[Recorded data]
[Start of section]
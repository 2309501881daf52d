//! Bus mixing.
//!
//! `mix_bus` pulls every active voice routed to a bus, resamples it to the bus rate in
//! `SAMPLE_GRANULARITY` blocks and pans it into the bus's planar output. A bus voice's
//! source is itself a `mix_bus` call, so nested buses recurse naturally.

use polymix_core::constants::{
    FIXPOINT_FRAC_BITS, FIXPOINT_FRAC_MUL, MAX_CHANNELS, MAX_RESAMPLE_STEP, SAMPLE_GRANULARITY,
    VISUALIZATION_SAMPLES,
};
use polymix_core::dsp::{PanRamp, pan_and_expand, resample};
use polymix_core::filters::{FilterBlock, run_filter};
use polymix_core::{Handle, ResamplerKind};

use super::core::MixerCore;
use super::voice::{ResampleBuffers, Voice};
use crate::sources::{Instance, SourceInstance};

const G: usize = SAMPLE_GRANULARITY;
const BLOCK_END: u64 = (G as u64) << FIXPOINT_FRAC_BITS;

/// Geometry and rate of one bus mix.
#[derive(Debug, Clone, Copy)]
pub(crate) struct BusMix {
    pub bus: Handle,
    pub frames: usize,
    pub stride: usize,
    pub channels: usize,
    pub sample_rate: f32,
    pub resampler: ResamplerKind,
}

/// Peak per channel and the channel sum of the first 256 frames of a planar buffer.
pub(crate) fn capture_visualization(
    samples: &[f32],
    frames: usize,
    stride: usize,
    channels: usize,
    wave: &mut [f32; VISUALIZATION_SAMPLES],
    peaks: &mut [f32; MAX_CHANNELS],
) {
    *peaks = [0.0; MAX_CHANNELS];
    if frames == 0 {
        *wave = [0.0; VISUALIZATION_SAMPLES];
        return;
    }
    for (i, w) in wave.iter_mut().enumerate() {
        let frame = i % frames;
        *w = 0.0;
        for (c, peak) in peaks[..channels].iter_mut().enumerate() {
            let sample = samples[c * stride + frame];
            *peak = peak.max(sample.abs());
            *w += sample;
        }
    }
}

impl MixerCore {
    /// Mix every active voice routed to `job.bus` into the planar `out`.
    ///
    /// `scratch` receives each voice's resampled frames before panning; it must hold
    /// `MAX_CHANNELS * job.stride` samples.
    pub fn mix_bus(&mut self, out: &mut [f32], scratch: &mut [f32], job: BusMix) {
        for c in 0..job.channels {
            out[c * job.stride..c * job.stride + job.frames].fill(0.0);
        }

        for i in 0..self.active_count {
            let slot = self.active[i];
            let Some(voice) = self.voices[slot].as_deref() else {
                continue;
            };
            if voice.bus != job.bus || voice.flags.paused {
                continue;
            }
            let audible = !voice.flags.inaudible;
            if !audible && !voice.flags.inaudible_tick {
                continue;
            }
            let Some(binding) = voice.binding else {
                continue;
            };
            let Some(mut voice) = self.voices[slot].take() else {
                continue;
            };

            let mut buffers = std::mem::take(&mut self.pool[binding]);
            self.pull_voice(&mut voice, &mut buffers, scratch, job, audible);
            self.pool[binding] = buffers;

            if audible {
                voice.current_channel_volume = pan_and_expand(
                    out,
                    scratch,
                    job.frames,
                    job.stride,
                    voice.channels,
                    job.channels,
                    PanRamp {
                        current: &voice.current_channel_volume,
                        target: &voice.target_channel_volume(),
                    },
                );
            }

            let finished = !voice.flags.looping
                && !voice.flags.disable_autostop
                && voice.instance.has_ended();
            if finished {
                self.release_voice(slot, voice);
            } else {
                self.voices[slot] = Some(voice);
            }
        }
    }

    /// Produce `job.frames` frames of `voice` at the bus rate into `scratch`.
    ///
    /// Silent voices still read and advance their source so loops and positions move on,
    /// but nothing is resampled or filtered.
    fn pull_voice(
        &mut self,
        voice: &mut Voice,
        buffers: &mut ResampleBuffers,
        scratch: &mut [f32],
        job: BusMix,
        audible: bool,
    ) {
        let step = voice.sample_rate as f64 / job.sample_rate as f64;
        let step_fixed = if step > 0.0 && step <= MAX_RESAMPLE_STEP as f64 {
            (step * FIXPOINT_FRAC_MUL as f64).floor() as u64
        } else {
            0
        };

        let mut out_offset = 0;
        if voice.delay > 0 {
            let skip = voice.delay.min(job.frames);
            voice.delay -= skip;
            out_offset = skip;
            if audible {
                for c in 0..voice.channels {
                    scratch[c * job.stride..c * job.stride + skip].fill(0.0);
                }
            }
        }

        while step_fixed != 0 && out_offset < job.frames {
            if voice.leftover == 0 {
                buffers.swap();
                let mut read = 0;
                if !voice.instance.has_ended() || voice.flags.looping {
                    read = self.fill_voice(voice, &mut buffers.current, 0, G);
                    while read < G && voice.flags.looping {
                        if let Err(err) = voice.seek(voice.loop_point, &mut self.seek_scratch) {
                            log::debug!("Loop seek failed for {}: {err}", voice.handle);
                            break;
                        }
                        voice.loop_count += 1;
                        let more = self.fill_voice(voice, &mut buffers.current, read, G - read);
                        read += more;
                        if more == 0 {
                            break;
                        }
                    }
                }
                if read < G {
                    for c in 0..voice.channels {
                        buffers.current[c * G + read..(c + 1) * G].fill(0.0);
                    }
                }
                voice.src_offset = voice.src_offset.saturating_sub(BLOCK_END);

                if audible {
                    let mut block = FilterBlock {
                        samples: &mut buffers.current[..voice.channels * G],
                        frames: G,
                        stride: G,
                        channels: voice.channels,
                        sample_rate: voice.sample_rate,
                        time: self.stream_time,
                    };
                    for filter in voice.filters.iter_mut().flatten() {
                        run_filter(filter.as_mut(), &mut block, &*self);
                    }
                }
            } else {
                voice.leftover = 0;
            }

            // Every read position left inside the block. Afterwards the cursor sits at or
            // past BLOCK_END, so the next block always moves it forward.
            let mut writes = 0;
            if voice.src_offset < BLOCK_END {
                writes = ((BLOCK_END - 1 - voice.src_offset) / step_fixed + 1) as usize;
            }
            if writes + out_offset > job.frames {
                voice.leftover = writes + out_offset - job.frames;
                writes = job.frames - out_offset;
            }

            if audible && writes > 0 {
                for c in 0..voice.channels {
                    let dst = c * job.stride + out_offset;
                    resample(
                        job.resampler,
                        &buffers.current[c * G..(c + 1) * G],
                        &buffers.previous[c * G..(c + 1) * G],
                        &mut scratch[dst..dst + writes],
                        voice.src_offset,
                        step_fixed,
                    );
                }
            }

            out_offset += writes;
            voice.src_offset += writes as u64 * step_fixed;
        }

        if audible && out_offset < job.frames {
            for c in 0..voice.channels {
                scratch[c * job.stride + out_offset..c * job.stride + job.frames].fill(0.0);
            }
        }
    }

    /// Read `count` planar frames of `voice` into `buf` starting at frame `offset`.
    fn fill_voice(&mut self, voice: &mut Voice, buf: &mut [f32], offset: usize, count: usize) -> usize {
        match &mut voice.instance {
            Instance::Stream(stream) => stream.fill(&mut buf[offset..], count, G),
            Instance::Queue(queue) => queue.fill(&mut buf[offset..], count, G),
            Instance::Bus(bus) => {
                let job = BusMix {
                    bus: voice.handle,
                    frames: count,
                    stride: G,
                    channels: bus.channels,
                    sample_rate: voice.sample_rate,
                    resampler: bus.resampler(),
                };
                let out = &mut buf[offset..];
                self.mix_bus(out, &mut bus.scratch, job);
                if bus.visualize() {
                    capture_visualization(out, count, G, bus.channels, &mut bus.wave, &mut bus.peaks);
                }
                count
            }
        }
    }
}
[End of section]
Work required -
Please copy every line from the entries that includes the word "filters".

Task answer -
use polymix_core::filters::{FilterBlock, run_filter};
                    for filter in voice.filters.iter_mut().flatten() {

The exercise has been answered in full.